» **Work task**: Look through the entries below, please, and copy every line with the word "PrimaryReleased".

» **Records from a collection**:

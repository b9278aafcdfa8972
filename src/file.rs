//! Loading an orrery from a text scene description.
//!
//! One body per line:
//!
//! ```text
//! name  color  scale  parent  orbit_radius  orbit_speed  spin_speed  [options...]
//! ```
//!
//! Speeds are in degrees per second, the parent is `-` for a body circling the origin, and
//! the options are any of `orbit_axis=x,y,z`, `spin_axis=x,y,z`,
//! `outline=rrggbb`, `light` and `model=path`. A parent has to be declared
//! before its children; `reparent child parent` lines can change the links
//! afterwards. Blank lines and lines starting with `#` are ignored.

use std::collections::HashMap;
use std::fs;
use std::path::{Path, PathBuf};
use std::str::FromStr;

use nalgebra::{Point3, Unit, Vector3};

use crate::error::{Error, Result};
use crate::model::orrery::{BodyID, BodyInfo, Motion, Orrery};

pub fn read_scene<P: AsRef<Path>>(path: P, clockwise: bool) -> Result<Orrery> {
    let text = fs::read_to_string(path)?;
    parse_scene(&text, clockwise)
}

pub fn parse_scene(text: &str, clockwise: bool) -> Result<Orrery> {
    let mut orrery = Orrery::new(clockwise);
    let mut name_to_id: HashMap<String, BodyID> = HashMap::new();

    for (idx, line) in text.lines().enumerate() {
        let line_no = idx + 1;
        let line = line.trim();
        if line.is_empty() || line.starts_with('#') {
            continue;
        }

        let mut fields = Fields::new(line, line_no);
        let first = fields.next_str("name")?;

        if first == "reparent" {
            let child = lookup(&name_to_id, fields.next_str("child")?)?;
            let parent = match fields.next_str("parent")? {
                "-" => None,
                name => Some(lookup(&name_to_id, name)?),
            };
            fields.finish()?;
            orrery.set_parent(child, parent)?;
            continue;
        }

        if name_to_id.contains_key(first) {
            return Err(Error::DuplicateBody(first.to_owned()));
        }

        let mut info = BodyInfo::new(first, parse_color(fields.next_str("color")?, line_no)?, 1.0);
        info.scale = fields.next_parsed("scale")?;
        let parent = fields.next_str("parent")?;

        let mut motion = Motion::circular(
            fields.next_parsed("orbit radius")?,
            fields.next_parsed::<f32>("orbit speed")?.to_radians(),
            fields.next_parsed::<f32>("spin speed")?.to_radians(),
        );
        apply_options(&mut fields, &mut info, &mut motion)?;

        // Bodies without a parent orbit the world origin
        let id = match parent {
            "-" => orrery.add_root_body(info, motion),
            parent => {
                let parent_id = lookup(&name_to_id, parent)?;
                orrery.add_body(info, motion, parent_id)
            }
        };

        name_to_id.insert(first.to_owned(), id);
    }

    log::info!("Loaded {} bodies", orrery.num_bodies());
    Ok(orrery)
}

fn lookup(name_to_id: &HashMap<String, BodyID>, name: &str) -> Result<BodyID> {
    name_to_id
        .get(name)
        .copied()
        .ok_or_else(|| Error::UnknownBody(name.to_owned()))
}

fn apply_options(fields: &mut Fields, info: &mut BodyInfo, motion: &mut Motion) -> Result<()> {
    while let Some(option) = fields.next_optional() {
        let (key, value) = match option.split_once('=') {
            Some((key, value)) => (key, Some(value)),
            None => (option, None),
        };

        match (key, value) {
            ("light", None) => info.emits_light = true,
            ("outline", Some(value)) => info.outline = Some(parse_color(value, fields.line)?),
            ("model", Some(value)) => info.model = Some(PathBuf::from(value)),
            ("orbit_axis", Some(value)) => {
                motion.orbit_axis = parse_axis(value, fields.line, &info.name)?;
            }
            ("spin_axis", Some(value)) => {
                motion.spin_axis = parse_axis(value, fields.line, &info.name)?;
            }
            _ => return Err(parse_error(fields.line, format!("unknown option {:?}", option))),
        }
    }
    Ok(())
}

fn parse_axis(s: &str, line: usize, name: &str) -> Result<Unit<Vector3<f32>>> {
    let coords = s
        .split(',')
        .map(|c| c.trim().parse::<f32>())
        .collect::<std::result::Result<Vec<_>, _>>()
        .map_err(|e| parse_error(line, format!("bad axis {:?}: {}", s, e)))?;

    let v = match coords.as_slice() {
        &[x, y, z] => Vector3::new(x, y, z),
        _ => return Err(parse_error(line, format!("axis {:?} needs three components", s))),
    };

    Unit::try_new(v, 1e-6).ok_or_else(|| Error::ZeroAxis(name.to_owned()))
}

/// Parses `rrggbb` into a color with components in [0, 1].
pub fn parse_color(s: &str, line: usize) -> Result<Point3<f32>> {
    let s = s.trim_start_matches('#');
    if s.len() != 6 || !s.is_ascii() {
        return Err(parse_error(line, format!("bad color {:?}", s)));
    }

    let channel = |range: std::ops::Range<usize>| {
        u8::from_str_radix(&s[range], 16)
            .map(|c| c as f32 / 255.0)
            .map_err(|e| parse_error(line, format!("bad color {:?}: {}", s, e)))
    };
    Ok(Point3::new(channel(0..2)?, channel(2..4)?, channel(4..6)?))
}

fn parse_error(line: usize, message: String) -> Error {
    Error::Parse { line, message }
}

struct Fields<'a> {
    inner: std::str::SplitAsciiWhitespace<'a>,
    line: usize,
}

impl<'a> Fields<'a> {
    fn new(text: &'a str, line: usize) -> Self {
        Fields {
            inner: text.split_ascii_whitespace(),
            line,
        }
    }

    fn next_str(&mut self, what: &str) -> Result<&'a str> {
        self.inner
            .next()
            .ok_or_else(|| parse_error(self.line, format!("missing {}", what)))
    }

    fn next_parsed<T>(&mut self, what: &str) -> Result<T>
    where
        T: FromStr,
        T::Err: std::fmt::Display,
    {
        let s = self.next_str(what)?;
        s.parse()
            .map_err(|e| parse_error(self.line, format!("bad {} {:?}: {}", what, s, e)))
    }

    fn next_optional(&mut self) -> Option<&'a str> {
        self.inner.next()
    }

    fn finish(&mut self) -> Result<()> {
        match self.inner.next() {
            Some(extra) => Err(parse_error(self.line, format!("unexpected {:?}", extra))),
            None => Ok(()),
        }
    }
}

...

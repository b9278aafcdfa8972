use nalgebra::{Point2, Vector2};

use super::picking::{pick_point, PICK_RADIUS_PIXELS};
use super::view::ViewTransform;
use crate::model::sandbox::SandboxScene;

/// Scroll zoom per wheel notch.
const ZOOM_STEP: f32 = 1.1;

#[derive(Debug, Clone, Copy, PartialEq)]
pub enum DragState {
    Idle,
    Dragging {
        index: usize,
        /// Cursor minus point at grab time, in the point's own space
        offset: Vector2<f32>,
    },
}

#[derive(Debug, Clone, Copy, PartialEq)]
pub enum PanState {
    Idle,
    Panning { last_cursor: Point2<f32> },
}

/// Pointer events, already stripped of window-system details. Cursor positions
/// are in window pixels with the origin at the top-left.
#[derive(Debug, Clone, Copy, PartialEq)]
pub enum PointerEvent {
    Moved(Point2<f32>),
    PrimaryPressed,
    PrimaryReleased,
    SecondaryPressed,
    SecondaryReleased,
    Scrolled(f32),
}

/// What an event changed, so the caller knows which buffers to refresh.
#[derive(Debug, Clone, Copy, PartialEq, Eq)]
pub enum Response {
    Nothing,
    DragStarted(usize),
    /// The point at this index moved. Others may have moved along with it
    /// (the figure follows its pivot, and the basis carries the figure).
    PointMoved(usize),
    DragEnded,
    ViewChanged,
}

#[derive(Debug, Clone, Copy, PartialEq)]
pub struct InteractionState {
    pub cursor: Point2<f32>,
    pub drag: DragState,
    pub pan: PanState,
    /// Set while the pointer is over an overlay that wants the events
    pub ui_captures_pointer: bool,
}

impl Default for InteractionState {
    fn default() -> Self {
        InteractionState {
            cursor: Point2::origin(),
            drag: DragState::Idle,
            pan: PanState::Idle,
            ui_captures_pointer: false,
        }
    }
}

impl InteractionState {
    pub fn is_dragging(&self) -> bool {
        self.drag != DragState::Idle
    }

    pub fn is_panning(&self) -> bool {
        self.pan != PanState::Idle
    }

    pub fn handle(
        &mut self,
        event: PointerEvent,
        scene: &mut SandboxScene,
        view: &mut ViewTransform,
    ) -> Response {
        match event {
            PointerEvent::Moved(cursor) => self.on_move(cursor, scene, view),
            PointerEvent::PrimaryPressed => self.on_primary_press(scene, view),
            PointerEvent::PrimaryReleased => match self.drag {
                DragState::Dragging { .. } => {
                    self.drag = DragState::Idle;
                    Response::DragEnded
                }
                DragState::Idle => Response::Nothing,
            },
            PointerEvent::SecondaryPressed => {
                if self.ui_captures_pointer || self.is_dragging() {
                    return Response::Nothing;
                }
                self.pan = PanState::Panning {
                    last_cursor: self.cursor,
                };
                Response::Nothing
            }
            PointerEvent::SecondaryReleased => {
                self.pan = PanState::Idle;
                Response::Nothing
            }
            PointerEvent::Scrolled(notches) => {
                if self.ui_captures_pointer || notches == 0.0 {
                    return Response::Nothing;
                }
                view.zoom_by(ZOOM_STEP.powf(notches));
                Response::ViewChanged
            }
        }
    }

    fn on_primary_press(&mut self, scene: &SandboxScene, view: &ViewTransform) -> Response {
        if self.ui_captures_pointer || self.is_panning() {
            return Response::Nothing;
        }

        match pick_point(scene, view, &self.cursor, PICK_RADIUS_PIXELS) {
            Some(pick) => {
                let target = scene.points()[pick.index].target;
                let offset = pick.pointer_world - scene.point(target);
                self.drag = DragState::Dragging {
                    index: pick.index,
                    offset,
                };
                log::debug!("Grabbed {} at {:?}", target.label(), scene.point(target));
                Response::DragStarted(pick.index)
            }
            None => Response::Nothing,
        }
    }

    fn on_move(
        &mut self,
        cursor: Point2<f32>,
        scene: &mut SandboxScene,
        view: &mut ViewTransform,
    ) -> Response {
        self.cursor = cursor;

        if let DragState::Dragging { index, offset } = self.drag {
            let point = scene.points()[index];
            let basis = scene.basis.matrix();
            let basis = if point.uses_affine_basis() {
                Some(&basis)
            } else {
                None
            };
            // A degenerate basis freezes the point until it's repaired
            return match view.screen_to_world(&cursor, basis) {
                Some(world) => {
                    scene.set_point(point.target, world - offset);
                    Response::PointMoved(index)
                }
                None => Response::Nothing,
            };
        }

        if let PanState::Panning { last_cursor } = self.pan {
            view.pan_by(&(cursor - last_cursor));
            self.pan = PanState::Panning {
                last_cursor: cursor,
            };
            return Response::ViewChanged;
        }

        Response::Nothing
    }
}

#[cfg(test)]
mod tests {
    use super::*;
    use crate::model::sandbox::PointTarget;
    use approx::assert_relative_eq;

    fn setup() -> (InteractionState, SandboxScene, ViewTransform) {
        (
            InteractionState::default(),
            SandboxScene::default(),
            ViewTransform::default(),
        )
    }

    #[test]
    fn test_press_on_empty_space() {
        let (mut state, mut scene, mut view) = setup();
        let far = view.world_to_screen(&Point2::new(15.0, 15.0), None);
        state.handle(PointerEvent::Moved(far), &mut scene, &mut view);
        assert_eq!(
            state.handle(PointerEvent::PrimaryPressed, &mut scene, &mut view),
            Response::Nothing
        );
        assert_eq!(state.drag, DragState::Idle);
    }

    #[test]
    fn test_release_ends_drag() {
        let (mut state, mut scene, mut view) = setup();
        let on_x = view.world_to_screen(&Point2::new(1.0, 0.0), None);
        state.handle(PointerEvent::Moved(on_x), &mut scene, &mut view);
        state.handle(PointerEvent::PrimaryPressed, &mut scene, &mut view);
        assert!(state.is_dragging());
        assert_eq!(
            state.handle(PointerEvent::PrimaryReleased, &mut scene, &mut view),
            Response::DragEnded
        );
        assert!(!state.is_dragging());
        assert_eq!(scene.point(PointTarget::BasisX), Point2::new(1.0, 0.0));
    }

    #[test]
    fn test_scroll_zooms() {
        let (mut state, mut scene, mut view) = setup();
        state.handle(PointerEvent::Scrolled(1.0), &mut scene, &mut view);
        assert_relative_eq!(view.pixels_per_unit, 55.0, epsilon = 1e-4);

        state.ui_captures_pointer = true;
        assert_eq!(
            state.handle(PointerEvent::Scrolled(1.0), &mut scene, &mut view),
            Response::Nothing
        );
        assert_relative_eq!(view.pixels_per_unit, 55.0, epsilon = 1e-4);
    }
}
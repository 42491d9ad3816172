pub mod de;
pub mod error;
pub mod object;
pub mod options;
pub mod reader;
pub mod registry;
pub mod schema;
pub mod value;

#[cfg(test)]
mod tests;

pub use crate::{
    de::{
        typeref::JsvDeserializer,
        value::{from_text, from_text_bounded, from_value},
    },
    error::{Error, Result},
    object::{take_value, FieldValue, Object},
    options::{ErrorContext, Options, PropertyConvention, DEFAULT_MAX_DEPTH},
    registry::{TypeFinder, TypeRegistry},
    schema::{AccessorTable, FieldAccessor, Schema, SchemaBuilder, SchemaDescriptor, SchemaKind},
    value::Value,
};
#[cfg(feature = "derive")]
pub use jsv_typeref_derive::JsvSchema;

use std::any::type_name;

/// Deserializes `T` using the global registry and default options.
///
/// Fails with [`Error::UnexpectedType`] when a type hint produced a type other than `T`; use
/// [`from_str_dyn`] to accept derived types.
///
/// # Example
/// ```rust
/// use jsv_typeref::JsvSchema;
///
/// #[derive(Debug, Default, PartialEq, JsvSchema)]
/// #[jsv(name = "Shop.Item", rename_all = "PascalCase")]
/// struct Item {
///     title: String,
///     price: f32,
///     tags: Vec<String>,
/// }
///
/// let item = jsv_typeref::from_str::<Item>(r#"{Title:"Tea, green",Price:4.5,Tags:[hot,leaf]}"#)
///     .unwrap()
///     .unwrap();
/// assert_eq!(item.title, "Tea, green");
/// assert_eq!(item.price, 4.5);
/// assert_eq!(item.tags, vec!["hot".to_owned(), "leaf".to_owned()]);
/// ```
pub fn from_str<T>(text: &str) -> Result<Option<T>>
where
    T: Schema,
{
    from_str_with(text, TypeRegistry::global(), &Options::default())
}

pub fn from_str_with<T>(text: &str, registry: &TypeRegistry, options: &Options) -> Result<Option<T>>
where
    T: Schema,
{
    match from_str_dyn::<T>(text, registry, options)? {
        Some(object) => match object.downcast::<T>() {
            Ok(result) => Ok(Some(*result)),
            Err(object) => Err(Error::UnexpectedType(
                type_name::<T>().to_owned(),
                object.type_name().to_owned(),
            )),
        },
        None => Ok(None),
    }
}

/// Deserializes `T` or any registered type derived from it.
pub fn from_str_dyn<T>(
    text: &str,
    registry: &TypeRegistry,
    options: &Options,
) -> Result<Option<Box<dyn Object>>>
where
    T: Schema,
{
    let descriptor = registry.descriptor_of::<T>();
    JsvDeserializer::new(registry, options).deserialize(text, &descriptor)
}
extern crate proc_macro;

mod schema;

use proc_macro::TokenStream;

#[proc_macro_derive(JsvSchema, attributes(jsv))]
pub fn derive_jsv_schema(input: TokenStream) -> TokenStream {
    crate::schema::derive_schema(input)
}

» **Task response**:
    PrimaryReleased,
            PointerEvent::PrimaryReleased => match self.drag {
            state.handle(PointerEvent::PrimaryReleased, &mut scene, &mut view),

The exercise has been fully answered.